MATERIAL FOR THE TASK Block Start

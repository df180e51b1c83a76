//! Conversation model and durable storage.
//!
//! Conversations are JSON documents keyed by a partition identifier (the
//! active school). The orchestrator is the single writer and always
//! replaces a whole conversation object rather than mutating fields in
//! place, which keeps concurrent-update bugs structurally impossible.

use crate::channel::protocol::ToolResultSummary;
use crate::error::{Result, VoiceError};
use chrono::{DateTime, Utc};
use serde::{Deserialize, Serialize};
use std::path::PathBuf;

/// Maximum characters of the first user turn used as a conversation title.
const TITLE_MAX_CHARS: usize = 48;

/// Who produced a turn.
#[derive(Debug, Clone, Copy, PartialEq, Eq, Serialize, Deserialize)]
#[serde(rename_all = "lowercase")]
pub enum TurnRole {
    User,
    Assistant,
}

/// One exchange unit in a conversation. Immutable once appended.
#[derive(Debug, Clone, Serialize, Deserialize)]
pub struct Turn {
    /// Millisecond timestamp at submission; doubles as the turn id.
    pub id: i64,
    pub role: TurnRole,
    pub text: String,
    #[serde(default, skip_serializing_if = "Vec::is_empty")]
    pub tool_results: Vec<ToolResultSummary>,
}

impl Turn {
    #[must_use]
    pub fn user(text: &str) -> Self {
        Self {
            id: Utc::now().timestamp_millis(),
            role: TurnRole::User,
            text: text.to_owned(),
            tool_results: Vec::new(),
        }
    }

    #[must_use]
    pub fn assistant(text: String, tool_results: Vec<ToolResultSummary>) -> Self {
        Self {
            id: Utc::now().timestamp_millis(),
            role: TurnRole::Assistant,
            text,
            tool_results,
        }
    }
}

/// An ordered, append-only sequence of turns plus metadata.
#[derive(Debug, Clone, Serialize, Deserialize)]
pub struct Conversation {
    pub id: String,
    pub title: String,
    pub created_at: DateTime<Utc>,
    pub updated_at: DateTime<Utc>,
    pub turns: Vec<Turn>,
}

impl Conversation {
    #[must_use]
    pub fn new() -> Self {
        let now = Utc::now();
        Self {
            id: uuid::Uuid::new_v4().to_string(),
            title: "New conversation".to_owned(),
            created_at: now,
            updated_at: now,
            turns: Vec::new(),
        }
    }

    /// Append a turn. The title tracks the first user turn.
    pub fn push_turn(&mut self, turn: Turn) {
        self.turns.push(turn);
        if let Some(first_user) = self.turns.iter().find(|t| t.role == TurnRole::User) {
            self.title = title_from(&first_user.text);
        }
        self.updated_at = Utc::now();
    }
}

impl Default for Conversation {
    fn default() -> Self {
        Self::new()
    }
}

fn title_from(text: &str) -> String {
    let mut title: String = text.chars().take(TITLE_MAX_CHARS).collect();
    if text.chars().count() > TITLE_MAX_CHARS {
        title.push('…');
    }
    title
}

/// Durable conversation storage: one JSON document per partition.
pub struct ConversationStore {
    root: PathBuf,
}

impl ConversationStore {
    #[must_use]
    pub fn new(root: impl Into<PathBuf>) -> Self {
        Self { root: root.into() }
    }

    /// Load every conversation stored under a partition. A missing file is
    /// an empty partition, not an error.
    ///
    /// # Errors
    ///
    /// Returns an error if the file exists but cannot be read or parsed.
    pub fn load_all(&self, partition: &str) -> Result<Vec<Conversation>> {
        let path = self.path_for(partition);
        if !path.exists() {
            return Ok(Vec::new());
        }
        let content = std::fs::read_to_string(&path)?;
        serde_json::from_str(&content)
            .map_err(|e| VoiceError::Storage(format!("corrupt partition {partition}: {e}")))
    }

    /// Replace one conversation inside its partition (read-modify-write of
    /// the whole document, written atomically via a temp file rename).
    ///
    /// # Errors
    ///
    /// Returns an error if the partition cannot be read or written.
    pub fn replace(&self, partition: &str, conversation: &Conversation) -> Result<()> {
        let mut conversations = self.load_all(partition)?;
        match conversations.iter_mut().find(|c| c.id == conversation.id) {
            Some(slot) => *slot = conversation.clone(),
            None => conversations.push(conversation.clone()),
        }

        std::fs::create_dir_all(&self.root)?;
        let path = self.path_for(partition);
        let tmp = path.with_extension("json.tmp");
        let content = serde_json::to_string_pretty(&conversations)
            .map_err(|e| VoiceError::Storage(format!("serialize partition: {e}")))?;
        std::fs::write(&tmp, content)?;
        std::fs::rename(&tmp, &path)?;
        Ok(())
    }

    fn path_for(&self, partition: &str) -> PathBuf {
        let safe: String = partition
            .chars()
            .map(|c| {
                if c.is_ascii_alphanumeric() || c == '-' || c == '_' {
                    c
                } else {
                    '-'
                }
            })
            .collect();
        self.root.join(format!("conversations-{safe}.json"))
    }
}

MATERIAL FOR THE TASK Block End

__YOUR ASSIGNMENT__:
Of all the entries above, retype exactly the lines from the line with "read or parsed." to the line with "let content = std::fs::read_to_string(&path)?;", both included, and no others.

__EXERCISE SOLUTION__:
    /// Returns an error if the file exists but cannot be read or parsed.
    pub fn load_all(&self, partition: &str) -> Result<Vec<Conversation>> {
        let path = self.path_for(partition);
        if !path.exists() {
            return Ok(Vec::new());
        }
        let content = std::fs::read_to_string(&path)?;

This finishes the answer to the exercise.